On the other side of the briefing table, Donna snickers.


Rose had imagined that the promotion meant she wouldn't get much time away from the ship – that she'd be on the bridge most of the time, observing away missions from a distance, hearing about them secondhand at briefings. She'd been a little sad about that. Flying is brilliant, and she wouldn't trade that seat at the very front of the bridge for anything, but standing there on that alien planet, next to the Doctor, with the snow falling around them–

Well, that had been brilliant too.

It turns out that Rose needn't have worried too much, though. She's still on the bridge most of the time, as she's responsible for the bulk of navigation and maneuvers. But whenever they happen upon an interesting planet or nebula or random bit of space junk, the Doctor seems to want her along for the ride. He's always dragging her away from the helm, leaving whoever's on co-piloting duty to maintain the ship's orbit.

The Doctor himself never seems to miss an away mission. It's highly irregular, really, for the captain to spend as much time off-ship as he does. Rose is fairly certain that Donna logs more time as the ranking officer on the bridge than the Doctor ever does – though he always seem to be there when Rose is, sprawled in the command seat while he reads through daily operations reports, or while he bickers with Donna about whether or not a captain's log is something he actually needs to keep.

Rose asks him about it once, quite early on. It's maybe a month or so into the tour, on the latest of a string of away missions which have just been her and the Doctor, getting into improbable scrapes in impossible places and somehow always coming out on top.

"So why am I here, exactly? Here, and not, I don't know, flying the ship?" Rose asks, a bit irritably, from a crouched position behind a rock formation somewhere on the surface of Erronos V. There are twigs in her hair and her knees are scraped up quite badly, and she's really got no idea why it was so vital for her to be down here with the slavering, homicidal inhabitants of this decidedly not civilized planet.

The Doctor looks at her with genuine confusion. "Because you're–" The sound of feet crunching on loose rocks distracts them both, for a moment, before it quiets and he turns back to her. "You're brilliant at this – the running, and the daft shuttle piloting, and the first contacts. You notice things. Like the fact that the readings in the temple were so strange, earlier. We'd be dead if you hadn't noticed that." Suddenly, the Doctor seems very interested in his sonic screwdriver, staring very determinedly at it – and not her – as he continues. "You're – you're Rose."

Then the gentle sound of rocks shifting under feet becomes harsher. Their pursuers are running now, and conversation falls by the wayside as they take off in an attempt to outpace them.

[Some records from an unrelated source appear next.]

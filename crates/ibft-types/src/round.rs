//! Consensus round identifiers.

use serde::{Deserialize, Serialize};

/// Identifies a single consensus round: the chain height being decided and
/// the round number within that height.
///
/// Ordering is lexicographic: first by height, then by round.
#[derive(
    Debug, Clone, Copy, PartialEq, Eq, PartialOrd, Ord, Hash, Default, Serialize, Deserialize,
)]
pub struct RoundIdentifier {
    /// Chain height (block number) being decided.
    pub sequence: u64,

    /// Round number within the height, starting at 0.
    pub round: u32,
}

impl RoundIdentifier {
    /// Creates a new round identifier.
    pub const fn new(sequence: u64, round: u32) -> Self {
        Self { sequence, round }
    }

    /// Returns the identifier of the same height at another round.
    pub const fn with_round(&self, round: u32) -> Self {
        Self {
            sequence: self.sequence,
            round,
        }
    }

    /// Returns the identifier of the following round at the same height.
    pub fn next_round(&self) -> Self {
        self.with_round(self.round.saturating_add(1))
    }
}

impl std::fmt::Display for RoundIdentifier {
    fn fmt(&self, f: &mut std::fmt::Formatter<'_>) -> std::fmt::Result {
        write!(f, "{}/{}", self.sequence, self.round)
    }
}
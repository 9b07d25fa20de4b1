//! Common types used throughout the IBFT consensus engine.
//!
//! This crate provides the value types shared by the consensus state
//! machine and the node: round identifiers, validator identities and
//! signatures, and the block structures that consensus agrees on.

mod block;
mod error;
mod identity;
mod round;

pub use block::{Block, BlockDigest, BlockHeader, FinalizedBlock};
pub use error::{Result, TypesError};
pub use identity::{NodeKey, Signature, ValidatorId};
pub use round::RoundIdentifier;

/// The unique namespace prefix used in all signing operations to prevent signature replay attacks.
pub const NAMESPACE: &[u8] = b"_IBFT";
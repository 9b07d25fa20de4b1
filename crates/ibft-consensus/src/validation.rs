//! Protocol legality checks for inbound messages.
//!
//! Every signed payload is checked in the same order: signature, validator
//! membership, height and round, then role and digest consistency. The
//! first failing check decides the rejection reason.

use crate::error::ValidationError;
use crate::message::{
    Commit, Payload, Prepare, PreparedCertificate, Proposal, RoundChange, RoundChangeCertificate,
    SignedPayload,
};
use crate::validator::ValidatorSet;
use ibft_types::{Block, BlockDigest, BlockHeader, RoundIdentifier, ValidatorId};
use std::collections::BTreeSet;

type Result<T> = std::result::Result<T, ValidationError>;

/// Validates messages for one height.
#[derive(Debug, Clone)]
pub struct MessageValidator {
    validators: ValidatorSet,
    parent: BlockHeader,
    parent_digest: BlockDigest,
}

impl MessageValidator {
    /// Creates a validator for the height following `parent`.
    pub fn new(validators: ValidatorSet, parent: BlockHeader) -> Self {
        let parent_digest = parent.digest();
        Self {
            validators,
            parent,
            parent_digest,
        }
    }

    /// Height being validated.
    pub fn height(&self) -> u64 {
        self.parent.number + 1
    }

    /// Validator set of the height.
    pub fn validators(&self) -> &ValidatorSet {
        &self.validators
    }

    /// Checks signature, membership and round of a signed payload.
    fn check_signed<P: Payload>(
        &self,
        signed: &SignedPayload<P>,
        expected: &RoundIdentifier,
    ) -> Result<()> {
        if !signed.verify_signature() {
            return Err(ValidationError::InvalidSignature(signed.author));
        }
        if !self.validators.contains(&signed.author) {
            return Err(ValidationError::NotValidator(signed.author));
        }
        let actual = signed.round();
        if actual != *expected {
            return Err(ValidationError::WrongRound {
                expected: *expected,
                actual,
            });
        }
        Ok(())
    }

    fn check_proposer(&self, author: ValidatorId, round: &RoundIdentifier) -> Result<()> {
        match self.validators.proposer_for(round) {
            Some(expected) if expected == author => Ok(()),
            Some(expected) => Err(ValidationError::WrongProposer {
                expected,
                actual: author,
            }),
            None => Err(ValidationError::NotValidator(author)),
        }
    }

    fn check_digest(expected: BlockDigest, actual: BlockDigest) -> Result<()> {
        if expected != actual {
            return Err(ValidationError::DigestMismatch { expected, actual });
        }
        Ok(())
    }

    /// Checks that `block` extends the parent of this height and hashes to `digest`.
    pub fn validate_block(&self, block: &Block, digest: BlockDigest) -> Result<()> {
        Self::check_digest(digest, block.digest())?;
        if block.number() != self.height() {
            return Err(ValidationError::InvalidBlock(format!(
                "block number {} at height {}",
                block.number(),
                self.height()
            )));
        }
        if block.parent() != self.parent_digest {
            return Err(ValidationError::InvalidBlock(
                "block does not extend the chain head".into(),
            ));
        }
        if !block.verify_body_root() {
            return Err(ValidationError::InvalidBlock("body root mismatch".into()));
        }
        Ok(())
    }

    /// Validates a proposal addressed to `round`.
    ///
    /// Proposals in round 0 must not carry a round change certificate; later
    /// rounds must carry a valid one for their round, and when that
    /// certificate holds a prepared certificate the proposal must re-propose
    /// its block.
    pub fn validate_proposal(&self, proposal: &Proposal, round: &RoundIdentifier) -> Result<()> {
        self.check_signed(&proposal.signed, round)?;
        self.check_proposer(proposal.author(), round)?;
        self.validate_block(&proposal.block, proposal.digest())?;

        let prepared = match (&proposal.round_change_certificate, round.round) {
            (None, 0) => None,
            (Some(_), 0) => {
                return Err(ValidationError::InvalidRoundChangeCertificate(
                    "round 0 proposal carries a certificate".into(),
                ))
            }
            (None, _) => {
                return Err(ValidationError::InvalidRoundChangeCertificate(
                    "missing certificate".into(),
                ))
            }
            (Some(certificate), _) => self.validate_round_change_certificate(certificate, round)?,
        };

        match prepared {
            Some(prepared) if prepared.digest() != proposal.digest() => {
                Err(ValidationError::InvalidRoundChangeCertificate(
                    "proposal does not re-propose the prepared block".into(),
                ))
            }
            // A re-proposed block keeps the header of its original proposer.
            Some(_) => Ok(()),
            None if proposal.block.header.proposer != proposal.author() => Err(
                ValidationError::InvalidBlock("block proposer differs from proposal author".into()),
            ),
            None => Ok(()),
        }
    }

    /// Validates a prepare. `accepted` is the digest of the round's proposal,
    /// if one has been accepted yet.
    pub fn validate_prepare(
        &self,
        prepare: &Prepare,
        round: &RoundIdentifier,
        accepted: Option<BlockDigest>,
    ) -> Result<()> {
        self.check_signed(prepare, round)?;
        if let Some(expected) = accepted {
            Self::check_digest(expected, prepare.digest())?;
        }
        Ok(())
    }

    /// Validates a commit, including its commit seal.
    pub fn validate_commit(
        &self,
        commit: &Commit,
        round: &RoundIdentifier,
        accepted: Option<BlockDigest>,
    ) -> Result<()> {
        self.check_signed(commit, round)?;
        if let Some(expected) = accepted {
            Self::check_digest(expected, commit.digest())?;
        }
        if !commit
            .author
            .verify(&commit.digest().commit_seal_data(), &commit.commit_seal())
        {
            return Err(ValidationError::InvalidCommitSeal(commit.author));
        }
        Ok(())
    }

    /// Validates a round change message for this height.
    ///
    /// The target round itself is not range checked here.
    pub fn validate_round_change(&self, round_change: &RoundChange) -> Result<()> {
        let target = RoundIdentifier::new(self.height(), round_change.round().round);
        self.check_signed(&round_change.signed, &target)?;

        match (round_change.prepared_certificate(), &round_change.prepared_block) {
            (None, _) => Ok(()),
            (Some(_), None) => Err(ValidationError::MalformedPreparedCertificate(
                "prepared block missing".into(),
            )),
            (Some(certificate), Some(block)) => {
                self.validate_prepared_certificate(certificate, &target)?;
                self.validate_block(block, certificate.digest())
                    .map_err(|e| ValidationError::MalformedPreparedCertificate(e.to_string()))
            }
        }
    }

    /// Validates a prepared certificate carried towards `target`.
    pub fn validate_prepared_certificate(
        &self,
        certificate: &PreparedCertificate,
        target: &RoundIdentifier,
    ) -> Result<()> {
        let malformed = |reason: String| ValidationError::MalformedPreparedCertificate(reason);
        let prepared_round = certificate.round();

        if prepared_round.sequence != self.height() || prepared_round > *target {
            return Err(malformed(format!(
                "prepared in {} for target {}",
                prepared_round, target
            )));
        }

        self.check_signed(&certificate.proposal, &prepared_round)
            .map_err(|e| malformed(format!("proposal: {}", e)))?;
        self.check_proposer(certificate.proposal.author, &prepared_round)
            .map_err(|e| malformed(format!("proposal: {}", e)))?;

        let mut authors = BTreeSet::new();
        for prepare in &certificate.prepares {
            self.validate_prepare(prepare, &prepared_round, Some(certificate.digest()))
                .map_err(|e| malformed(format!("prepare: {}", e)))?;
            authors.insert(prepare.author);
        }
        if authors.len() < self.validators.quorum_size() {
            return Err(malformed(format!(
                "{} distinct prepares, quorum is {}",
                authors.len(),
                self.validators.quorum_size()
            )));
        }
        Ok(())
    }

    /// Validates a round change certificate for `round` and returns the
    /// prepared certificate the proposer had to honour.
    pub fn validate_round_change_certificate<'a>(
        &self,
        certificate: &'a RoundChangeCertificate,
        round: &RoundIdentifier,
    ) -> Result<Option<&'a PreparedCertificate>> {
        let invalid = |reason: String| ValidationError::InvalidRoundChangeCertificate(reason);

        let mut authors = BTreeSet::new();
        for round_change in &certificate.round_changes {
            self.check_signed(round_change, round)
                .map_err(|e| invalid(e.to_string()))?;
            if let Some(prepared) = &round_change.payload.prepared_certificate {
                self.validate_prepared_certificate(prepared, round)
                    .map_err(|e| invalid(e.to_string()))?;
            }
            authors.insert(round_change.author);
        }
        if authors.len() < self.validators.quorum_size() {
            return Err(invalid(format!(
                "{} distinct round changes, quorum is {}",
                authors.len(),
                self.validators.quorum_size()
            )));
        }
        Ok(certificate.best_prepared_certificate())
    }
}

Rose means to bring it up again, later. She means to push about what exactly he meant, means to make him look her in the eyes while he says it. But there's angry Nellosians and a little bit of phaser fire and a really outrageous amount of running, and by the time they're back on the ship, breathing heavily and clinging to each other for support on the transporter pad, she's lost her nerve.

The days start to bleed into each other, not because they're boring, but rather because they never run out of things to do. There's always something new to see, somewhere new to go, some new course to plot and some new thing to run from – or towards – and suddenly four months have already passed, and five years doesn't seem like nearly enough time to be out here.

Rose wants to keep doing this forever.


It's fairly quiet in the mess hall, today. Apart from Rose and her lunch date, there are only a dozen or so other people around, and she's quite content to just sit and enjoy the quiet. Always having something to do is brilliant, to be sure, but it's still good to have a moment to herself, now and then. It's nice to be able to just relax with her chips and her cup of tea and her datapad and bask in the calm that will inevitably be shattered sometime soon – by an attack, or an away mission, or a call from the Doctor saying Rose, you have to come see this.

Then Amy speaks up.

"So, you and the Doctor," Amy says indelicately, around a mouthful of replicated potato. "What's that like?"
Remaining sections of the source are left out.